The guys in my unit immediately started busting my balls about my name. “Hector? You must be a Chinese Mexican.”
I secretly enjoyed it. It was better than being called a camel fucker or radical Islamist.
The next day all of us were up at 0630 for a PT test. Push-ups, sit-ups, a five-mile run. Three guys failed.
Five days later, they flew us to a camp that bordered Area 51 in the Nevada desert for a month of rigorous training that included endless hours at the shooting range, navigation tests, and running obstacles set up in underground tunnels that had previously housed nuclear missiles.
One afternoon they left me alone in the desert armed only with a radio beacon. Surrounded by sand dunes and with the sun beating down on me, I charged the beacon and waited for a plane to drop three bundles.

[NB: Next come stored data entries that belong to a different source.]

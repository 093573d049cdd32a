//! CLI surface and run configuration (§6, §4.L).

mod settings;

pub use settings::*;
//! `IndexEntry`: the plain value type stored in the secure index.
//!
//! Split from the durable store per §9's design note ("the index entry
//! is simultaneously a schema row and an in-memory value; in a systems
//! language this splits into two: a plain value type and a store-
//! specific mapper"). Equality and ordering are defined here, on the
//! value type, case-insensitively over `path` — the mapper in
//! `store.rs` never defines its own comparison semantics.

use std::cmp::Ordering;

/// Upload-resume status recorded on an entry (§3, §4.I).
#[derive(Debug, Clone, Copy, PartialEq, Eq)]
pub enum EntryStatus {
    /// Not mid-upload; `remote_id`/`remote_name` are both set or both
    /// absent.
    Absent,
    /// A large-file upload is in flight; the temp file and this row are
    /// the resume checkpoint (§4.I step 3).
    Uploading,
}

/// One row of the secure index (§3).
#[derive(Debug, Clone)]
pub struct IndexEntry {
    /// Normalized relative path, forward-slash separated, directories
    /// end in `/`. Compared case-insensitively; this is the primary key.
    pub path: String,
    pub is_dir: bool,
    /// Bytes of the plaintext file; 0 for directories.
    pub size: u64,
    /// Milliseconds since epoch.
    pub mod_time: i64,
    /// Hex digest of the plaintext content; null until computed.
    pub hash: Option<String>,
    /// Opaque remote object id; null for directories and for entries
    /// never uploaded.
    pub remote_id: Option<String>,
    /// Opaque encrypted remote name; null for directories and for
    /// entries never uploaded. Must equal `secure_name(path)` whenever
    /// set (§3 invariant).
    pub remote_name: Option<String>,
    pub status: EntryStatus,
}

impl IndexEntry {
    pub fn new_dir(path: impl Into<String>, mod_time: i64) -> Self {
        Self {
            path: path.into(),
            is_dir: true,
            size: 0,
            mod_time,
            hash: None,
            remote_id: None,
            remote_name: None,
            status: EntryStatus::Absent,
        }
    }

    #[allow(clippy::too_many_arguments)]
    pub fn new_file(
        path: impl Into<String>,
        size: u64,
        mod_time: i64,
        hash: Option<String>,
        remote_id: Option<String>,
        remote_name: Option<String>,
        status: EntryStatus,
    ) -> Self {
        Self {
            path: path.into(),
            is_dir: false,
            size,
            mod_time,
            hash,
            remote_id,
            remote_name,
            status,
        }
    }

    fn sort_key(&self) -> String {
        self.path.to_lowercase()
    }
}

impl PartialEq for IndexEntry {
    fn eq(&self, other: &Self) -> bool {
        self.is_dir == other.is_dir && self.sort_key() == other.sort_key()
    }
}

impl Eq for IndexEntry {}

impl PartialOrd for IndexEntry {
    fn partial_cmp(&self, other: &Self) -> Option<Ordering> {
        Some(self.cmp(other))
    }
}

impl Ord for IndexEntry {
    fn cmp(&self, other: &Self) -> Ordering {
        self.sort_key().cmp(&other.sort_key())
    }
}

#[cfg(test)]
mod tests {
    use super::*;

    #[test]
    fn equality_is_case_insensitive_on_path_and_kind() {
        let a = IndexEntry::new_dir("Sub/", 0);
        let b = IndexEntry::new_dir("sub/", 0);
        assert_eq!(a, b);
    }

    #[test]
    fn directories_sort_before_their_contents() {
        let mut entries = vec![
            IndexEntry::new_file("sub/b.txt", 1, 0, None, None, None, EntryStatus::Absent),
            IndexEntry::new_dir("sub/", 0),
            IndexEntry::new_file("a.txt", 1, 0, None, None, None, EntryStatus::Absent),
        ];
        entries.sort();
        let paths: Vec<_> = entries.iter().map(|e| e.path.as_str()).collect();
        assert_eq!(paths, ["a.txt", "sub/", "sub/b.txt"]);
    }
}
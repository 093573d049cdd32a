//! Worker pool driving action execution (§4.J).

mod scheduler;

pub use scheduler::Scheduler;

The first contained a five-hundred-foot rope; the second, a balloon with a canister of helium; and the third, a special suit with a harness. I filled up the balloon and then put on the suit and tied one end of the rope to the balloon and the other end to the harness. Upon hearing a plane approach, I released the balloon, which pulled me into the sky.
A C-130 flew in low, snagged the rope, which cut the balloon free, and the load master and this assistant slowly reeled me in. The procedure, code-named Starlift and used by Special Forces to exfil forces from behind enemy lines, went smoothly, but the force of the plane pulling me messed up my back.
At the end of training, all two dozen of us had to complete a twenty-mile march through the desert with a rucksack and full combat gear in under five hours. Only fourteen passed.
The next day we were bused to Las Vegas and put up in a motel. Each man was handed a bag of a different color. Mine was black. The instructor said, “Go to Harrah’s casino. Observe everything and take mental notes. Then find a good place for extraction. We’ll have people watching you. Go to this pay phone and we’ll call. If you miss it, go to the next one, and we’ll call you.”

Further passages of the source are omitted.